WHAT YOU NEED TO DO: Lines containing the word "they" are to be copied from the data below.

RAW DATA:

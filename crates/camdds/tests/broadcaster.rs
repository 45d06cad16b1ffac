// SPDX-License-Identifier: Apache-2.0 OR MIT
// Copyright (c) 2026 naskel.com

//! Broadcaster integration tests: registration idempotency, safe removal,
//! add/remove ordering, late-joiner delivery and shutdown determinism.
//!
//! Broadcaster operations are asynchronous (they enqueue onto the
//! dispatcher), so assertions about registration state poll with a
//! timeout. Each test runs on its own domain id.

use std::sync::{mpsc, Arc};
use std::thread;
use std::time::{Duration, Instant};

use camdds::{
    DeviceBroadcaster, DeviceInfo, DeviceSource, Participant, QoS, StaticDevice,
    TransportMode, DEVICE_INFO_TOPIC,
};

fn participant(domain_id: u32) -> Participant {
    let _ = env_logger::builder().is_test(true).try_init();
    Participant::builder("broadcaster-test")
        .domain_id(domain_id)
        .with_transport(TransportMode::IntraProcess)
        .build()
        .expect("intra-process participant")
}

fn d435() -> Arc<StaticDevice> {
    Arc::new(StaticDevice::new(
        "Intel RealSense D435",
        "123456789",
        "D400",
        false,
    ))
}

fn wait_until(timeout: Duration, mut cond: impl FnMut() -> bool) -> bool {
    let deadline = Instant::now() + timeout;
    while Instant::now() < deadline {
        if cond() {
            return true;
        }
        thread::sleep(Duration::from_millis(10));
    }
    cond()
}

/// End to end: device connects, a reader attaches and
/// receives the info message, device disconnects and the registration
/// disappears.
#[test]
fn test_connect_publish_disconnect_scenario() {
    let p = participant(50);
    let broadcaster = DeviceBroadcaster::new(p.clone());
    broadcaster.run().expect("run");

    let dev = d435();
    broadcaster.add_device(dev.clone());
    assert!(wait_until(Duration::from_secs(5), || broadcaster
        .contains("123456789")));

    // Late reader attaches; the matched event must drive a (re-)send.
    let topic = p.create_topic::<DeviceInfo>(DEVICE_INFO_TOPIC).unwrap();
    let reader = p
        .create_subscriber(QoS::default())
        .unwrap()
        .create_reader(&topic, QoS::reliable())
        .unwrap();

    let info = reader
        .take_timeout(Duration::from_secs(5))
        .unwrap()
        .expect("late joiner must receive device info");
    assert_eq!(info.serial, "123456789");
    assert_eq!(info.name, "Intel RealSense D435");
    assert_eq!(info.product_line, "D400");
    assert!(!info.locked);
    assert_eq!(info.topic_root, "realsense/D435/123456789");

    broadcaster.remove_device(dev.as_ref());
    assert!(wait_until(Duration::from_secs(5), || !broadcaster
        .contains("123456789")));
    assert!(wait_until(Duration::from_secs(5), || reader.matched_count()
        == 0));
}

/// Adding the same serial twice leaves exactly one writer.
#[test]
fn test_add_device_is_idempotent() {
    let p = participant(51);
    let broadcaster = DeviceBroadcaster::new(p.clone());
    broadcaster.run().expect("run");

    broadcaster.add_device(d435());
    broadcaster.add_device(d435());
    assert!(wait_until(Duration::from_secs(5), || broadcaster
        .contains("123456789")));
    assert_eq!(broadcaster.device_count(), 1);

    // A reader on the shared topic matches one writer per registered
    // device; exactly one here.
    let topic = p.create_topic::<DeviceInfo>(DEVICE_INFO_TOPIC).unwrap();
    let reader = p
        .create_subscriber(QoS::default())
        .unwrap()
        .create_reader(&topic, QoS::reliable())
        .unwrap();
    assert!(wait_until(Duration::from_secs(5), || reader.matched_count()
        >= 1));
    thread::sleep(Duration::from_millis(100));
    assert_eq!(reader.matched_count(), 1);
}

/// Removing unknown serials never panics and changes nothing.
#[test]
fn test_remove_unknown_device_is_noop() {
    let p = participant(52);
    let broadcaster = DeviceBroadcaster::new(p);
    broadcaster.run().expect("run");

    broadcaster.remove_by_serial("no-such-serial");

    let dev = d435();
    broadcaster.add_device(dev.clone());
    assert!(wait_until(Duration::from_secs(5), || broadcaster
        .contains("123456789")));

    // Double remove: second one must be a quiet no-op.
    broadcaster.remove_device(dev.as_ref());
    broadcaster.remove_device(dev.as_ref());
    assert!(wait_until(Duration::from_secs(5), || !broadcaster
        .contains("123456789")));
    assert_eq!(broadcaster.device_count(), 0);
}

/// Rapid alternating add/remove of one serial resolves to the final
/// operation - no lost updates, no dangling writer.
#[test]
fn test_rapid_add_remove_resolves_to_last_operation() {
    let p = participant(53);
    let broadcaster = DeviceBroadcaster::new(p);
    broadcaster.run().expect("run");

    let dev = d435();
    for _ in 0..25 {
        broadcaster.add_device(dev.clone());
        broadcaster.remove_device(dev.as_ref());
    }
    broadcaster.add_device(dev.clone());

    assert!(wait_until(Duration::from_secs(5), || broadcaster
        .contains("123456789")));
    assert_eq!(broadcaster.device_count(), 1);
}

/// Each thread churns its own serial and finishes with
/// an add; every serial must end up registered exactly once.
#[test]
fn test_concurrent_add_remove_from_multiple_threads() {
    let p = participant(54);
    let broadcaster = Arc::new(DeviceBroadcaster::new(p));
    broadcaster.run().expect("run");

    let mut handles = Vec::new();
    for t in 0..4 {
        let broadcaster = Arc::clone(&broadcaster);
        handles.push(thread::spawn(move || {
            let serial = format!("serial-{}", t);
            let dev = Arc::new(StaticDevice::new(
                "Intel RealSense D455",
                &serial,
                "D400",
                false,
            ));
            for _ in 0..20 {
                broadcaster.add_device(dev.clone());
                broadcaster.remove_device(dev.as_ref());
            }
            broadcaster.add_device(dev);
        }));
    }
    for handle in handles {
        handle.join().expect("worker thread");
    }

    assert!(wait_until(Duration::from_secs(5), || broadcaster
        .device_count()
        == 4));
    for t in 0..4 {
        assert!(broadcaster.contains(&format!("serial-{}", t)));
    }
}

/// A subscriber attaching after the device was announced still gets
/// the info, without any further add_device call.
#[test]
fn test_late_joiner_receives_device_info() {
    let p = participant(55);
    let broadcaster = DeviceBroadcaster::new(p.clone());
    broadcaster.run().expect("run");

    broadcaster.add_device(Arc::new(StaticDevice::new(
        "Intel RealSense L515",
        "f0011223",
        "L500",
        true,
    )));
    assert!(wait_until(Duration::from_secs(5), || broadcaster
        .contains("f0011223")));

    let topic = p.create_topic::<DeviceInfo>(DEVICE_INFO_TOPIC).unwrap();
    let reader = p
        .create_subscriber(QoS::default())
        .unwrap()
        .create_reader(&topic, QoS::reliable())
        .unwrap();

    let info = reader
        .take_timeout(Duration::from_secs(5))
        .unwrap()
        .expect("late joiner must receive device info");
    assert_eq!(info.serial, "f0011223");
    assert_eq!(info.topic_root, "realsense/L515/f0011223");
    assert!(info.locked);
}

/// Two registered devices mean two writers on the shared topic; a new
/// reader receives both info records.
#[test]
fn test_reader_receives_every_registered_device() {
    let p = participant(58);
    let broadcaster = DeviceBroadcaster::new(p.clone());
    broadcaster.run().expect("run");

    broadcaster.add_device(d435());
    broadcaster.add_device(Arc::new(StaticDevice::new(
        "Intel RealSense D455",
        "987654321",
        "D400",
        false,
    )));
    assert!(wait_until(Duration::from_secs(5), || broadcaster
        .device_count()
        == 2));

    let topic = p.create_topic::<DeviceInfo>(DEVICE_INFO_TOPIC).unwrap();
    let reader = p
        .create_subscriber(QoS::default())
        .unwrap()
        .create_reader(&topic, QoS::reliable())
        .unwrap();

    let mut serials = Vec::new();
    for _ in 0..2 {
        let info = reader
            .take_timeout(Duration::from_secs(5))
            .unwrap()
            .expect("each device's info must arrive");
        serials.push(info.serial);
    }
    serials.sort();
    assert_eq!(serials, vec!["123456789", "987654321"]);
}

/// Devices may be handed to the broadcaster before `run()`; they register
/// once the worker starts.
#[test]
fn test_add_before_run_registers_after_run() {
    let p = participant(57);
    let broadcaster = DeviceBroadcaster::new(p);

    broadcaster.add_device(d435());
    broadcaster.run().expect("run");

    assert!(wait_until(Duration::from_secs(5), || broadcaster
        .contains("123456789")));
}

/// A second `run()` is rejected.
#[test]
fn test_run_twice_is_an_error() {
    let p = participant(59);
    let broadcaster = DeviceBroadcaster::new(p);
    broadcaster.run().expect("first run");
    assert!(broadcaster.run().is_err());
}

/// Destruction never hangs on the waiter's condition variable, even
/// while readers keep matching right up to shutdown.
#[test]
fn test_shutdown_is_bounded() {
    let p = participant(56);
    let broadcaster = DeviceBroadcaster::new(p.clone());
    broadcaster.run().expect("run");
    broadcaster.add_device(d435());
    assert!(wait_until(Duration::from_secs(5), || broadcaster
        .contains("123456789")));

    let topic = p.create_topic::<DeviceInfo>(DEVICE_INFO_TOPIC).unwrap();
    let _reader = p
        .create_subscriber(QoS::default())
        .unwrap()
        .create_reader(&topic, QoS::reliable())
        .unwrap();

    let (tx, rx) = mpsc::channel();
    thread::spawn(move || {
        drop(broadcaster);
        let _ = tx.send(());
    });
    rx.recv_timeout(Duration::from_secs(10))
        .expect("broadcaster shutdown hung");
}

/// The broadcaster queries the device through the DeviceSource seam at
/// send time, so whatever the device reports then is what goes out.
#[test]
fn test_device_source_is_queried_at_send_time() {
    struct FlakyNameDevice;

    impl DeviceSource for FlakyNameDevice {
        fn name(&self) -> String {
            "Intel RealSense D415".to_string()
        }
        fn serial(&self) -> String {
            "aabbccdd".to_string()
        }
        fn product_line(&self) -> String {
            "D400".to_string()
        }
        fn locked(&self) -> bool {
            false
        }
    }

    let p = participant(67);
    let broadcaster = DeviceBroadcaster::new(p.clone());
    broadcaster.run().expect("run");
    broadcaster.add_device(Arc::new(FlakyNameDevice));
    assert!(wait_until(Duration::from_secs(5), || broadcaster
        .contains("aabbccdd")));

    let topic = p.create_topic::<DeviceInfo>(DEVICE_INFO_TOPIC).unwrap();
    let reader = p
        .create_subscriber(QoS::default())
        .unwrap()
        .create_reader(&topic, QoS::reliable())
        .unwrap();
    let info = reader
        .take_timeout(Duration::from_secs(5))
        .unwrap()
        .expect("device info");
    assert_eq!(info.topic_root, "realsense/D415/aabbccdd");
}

==

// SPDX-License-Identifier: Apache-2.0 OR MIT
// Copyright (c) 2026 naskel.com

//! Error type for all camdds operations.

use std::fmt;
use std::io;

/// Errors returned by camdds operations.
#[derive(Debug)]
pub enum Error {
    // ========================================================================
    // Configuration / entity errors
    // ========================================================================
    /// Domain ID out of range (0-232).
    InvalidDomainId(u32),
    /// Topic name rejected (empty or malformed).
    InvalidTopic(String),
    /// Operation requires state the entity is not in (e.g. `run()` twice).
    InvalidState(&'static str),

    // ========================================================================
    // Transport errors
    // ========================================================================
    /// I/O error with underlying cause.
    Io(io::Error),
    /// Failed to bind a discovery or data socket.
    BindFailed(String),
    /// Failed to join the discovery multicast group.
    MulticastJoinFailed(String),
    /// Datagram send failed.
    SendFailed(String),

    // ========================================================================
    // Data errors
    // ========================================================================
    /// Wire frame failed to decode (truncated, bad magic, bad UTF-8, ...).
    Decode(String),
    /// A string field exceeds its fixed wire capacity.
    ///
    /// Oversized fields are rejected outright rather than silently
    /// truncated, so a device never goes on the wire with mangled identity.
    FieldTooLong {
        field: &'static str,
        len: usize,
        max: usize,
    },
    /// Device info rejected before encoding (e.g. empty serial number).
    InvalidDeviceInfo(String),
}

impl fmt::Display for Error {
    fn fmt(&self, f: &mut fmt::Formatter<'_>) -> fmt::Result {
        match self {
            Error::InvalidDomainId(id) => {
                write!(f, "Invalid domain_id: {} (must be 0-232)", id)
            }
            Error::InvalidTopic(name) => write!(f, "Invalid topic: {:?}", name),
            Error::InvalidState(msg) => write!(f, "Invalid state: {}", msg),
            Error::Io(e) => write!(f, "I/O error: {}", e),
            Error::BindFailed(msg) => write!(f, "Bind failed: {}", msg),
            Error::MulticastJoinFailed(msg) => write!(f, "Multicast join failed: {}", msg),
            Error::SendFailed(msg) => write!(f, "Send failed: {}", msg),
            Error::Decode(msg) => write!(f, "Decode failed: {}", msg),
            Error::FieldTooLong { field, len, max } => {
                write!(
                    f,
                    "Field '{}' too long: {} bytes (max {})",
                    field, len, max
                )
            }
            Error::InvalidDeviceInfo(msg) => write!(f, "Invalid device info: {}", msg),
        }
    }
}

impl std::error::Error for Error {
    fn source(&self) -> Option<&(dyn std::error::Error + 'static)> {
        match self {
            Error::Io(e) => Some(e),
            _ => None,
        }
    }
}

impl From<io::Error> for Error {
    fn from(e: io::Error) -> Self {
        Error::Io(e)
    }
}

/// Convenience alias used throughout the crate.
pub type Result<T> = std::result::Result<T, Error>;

ANSWER SPACE:
//! Broadcaster operations are asynchronous (they enqueue onto the
/// Devices may be handed to the broadcaster before `run()`; they register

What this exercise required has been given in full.